WHAT NEEDS TO BE DONE. For the word "slot", give the number of lines in these entries that contain it, with nothing else.

Stored data entries.
Segment Open

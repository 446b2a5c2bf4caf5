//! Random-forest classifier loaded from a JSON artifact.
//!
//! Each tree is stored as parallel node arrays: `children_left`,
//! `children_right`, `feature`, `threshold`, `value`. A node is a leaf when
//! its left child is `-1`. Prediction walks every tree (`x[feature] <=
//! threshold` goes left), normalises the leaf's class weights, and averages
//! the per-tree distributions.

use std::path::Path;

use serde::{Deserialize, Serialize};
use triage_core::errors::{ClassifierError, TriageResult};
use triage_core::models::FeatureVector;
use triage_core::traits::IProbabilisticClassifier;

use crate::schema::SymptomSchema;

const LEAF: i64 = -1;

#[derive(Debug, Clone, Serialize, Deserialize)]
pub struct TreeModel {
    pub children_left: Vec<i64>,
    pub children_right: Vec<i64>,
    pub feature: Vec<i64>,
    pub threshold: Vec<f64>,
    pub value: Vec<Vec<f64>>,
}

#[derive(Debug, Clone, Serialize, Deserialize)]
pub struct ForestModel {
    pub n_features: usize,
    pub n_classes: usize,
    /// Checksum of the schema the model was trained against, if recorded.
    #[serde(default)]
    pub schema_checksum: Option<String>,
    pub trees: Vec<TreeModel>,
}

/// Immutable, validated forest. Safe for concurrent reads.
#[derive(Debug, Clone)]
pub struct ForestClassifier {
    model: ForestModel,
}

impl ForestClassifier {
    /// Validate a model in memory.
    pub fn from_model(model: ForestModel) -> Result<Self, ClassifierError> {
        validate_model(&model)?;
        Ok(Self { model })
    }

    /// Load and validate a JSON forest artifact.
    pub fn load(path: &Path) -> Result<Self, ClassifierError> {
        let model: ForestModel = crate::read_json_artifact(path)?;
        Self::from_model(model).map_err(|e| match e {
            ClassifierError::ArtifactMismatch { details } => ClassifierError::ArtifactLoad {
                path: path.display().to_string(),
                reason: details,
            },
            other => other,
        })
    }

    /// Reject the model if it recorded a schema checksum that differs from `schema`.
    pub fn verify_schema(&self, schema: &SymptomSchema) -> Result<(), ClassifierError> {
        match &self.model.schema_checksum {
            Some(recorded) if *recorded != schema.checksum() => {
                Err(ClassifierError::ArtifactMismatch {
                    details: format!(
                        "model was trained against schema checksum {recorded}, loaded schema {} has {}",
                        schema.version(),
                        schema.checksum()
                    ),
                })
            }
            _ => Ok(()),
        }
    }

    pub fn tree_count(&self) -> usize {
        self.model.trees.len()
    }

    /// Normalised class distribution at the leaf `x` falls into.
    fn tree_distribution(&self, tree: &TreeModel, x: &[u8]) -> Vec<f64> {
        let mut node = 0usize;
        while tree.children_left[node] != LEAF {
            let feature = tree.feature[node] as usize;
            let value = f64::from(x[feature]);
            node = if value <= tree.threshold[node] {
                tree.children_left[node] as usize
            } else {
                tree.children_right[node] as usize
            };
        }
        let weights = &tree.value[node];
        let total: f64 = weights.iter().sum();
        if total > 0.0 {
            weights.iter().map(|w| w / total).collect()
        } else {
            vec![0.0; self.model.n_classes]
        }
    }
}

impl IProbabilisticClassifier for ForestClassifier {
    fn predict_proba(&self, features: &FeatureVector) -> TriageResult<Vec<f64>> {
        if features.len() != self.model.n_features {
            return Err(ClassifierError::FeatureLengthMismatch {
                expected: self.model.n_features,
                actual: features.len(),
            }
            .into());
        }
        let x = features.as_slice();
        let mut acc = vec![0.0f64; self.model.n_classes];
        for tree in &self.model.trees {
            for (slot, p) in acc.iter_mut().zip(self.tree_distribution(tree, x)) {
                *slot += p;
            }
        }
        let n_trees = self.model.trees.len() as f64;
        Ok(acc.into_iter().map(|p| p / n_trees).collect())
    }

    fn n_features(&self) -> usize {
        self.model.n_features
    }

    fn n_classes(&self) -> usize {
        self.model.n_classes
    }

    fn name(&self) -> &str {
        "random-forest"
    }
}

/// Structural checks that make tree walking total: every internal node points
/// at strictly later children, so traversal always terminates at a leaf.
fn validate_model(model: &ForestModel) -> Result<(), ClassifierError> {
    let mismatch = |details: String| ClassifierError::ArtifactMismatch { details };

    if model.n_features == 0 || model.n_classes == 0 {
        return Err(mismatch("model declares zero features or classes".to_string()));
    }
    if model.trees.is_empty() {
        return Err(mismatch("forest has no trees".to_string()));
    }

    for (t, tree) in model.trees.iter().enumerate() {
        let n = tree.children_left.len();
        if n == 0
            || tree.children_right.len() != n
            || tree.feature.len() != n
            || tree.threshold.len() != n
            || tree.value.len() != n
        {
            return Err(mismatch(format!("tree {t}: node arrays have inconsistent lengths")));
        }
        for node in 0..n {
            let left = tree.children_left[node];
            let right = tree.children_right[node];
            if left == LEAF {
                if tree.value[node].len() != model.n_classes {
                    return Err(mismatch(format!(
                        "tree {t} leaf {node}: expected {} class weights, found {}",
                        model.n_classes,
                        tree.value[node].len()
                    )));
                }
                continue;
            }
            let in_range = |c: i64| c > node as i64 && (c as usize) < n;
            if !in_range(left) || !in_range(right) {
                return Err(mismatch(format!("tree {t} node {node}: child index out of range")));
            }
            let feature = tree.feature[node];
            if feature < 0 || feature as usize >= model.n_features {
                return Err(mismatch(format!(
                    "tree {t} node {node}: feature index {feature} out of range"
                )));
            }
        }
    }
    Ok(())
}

Segment Closed

COMPLETED EXERCISE. 2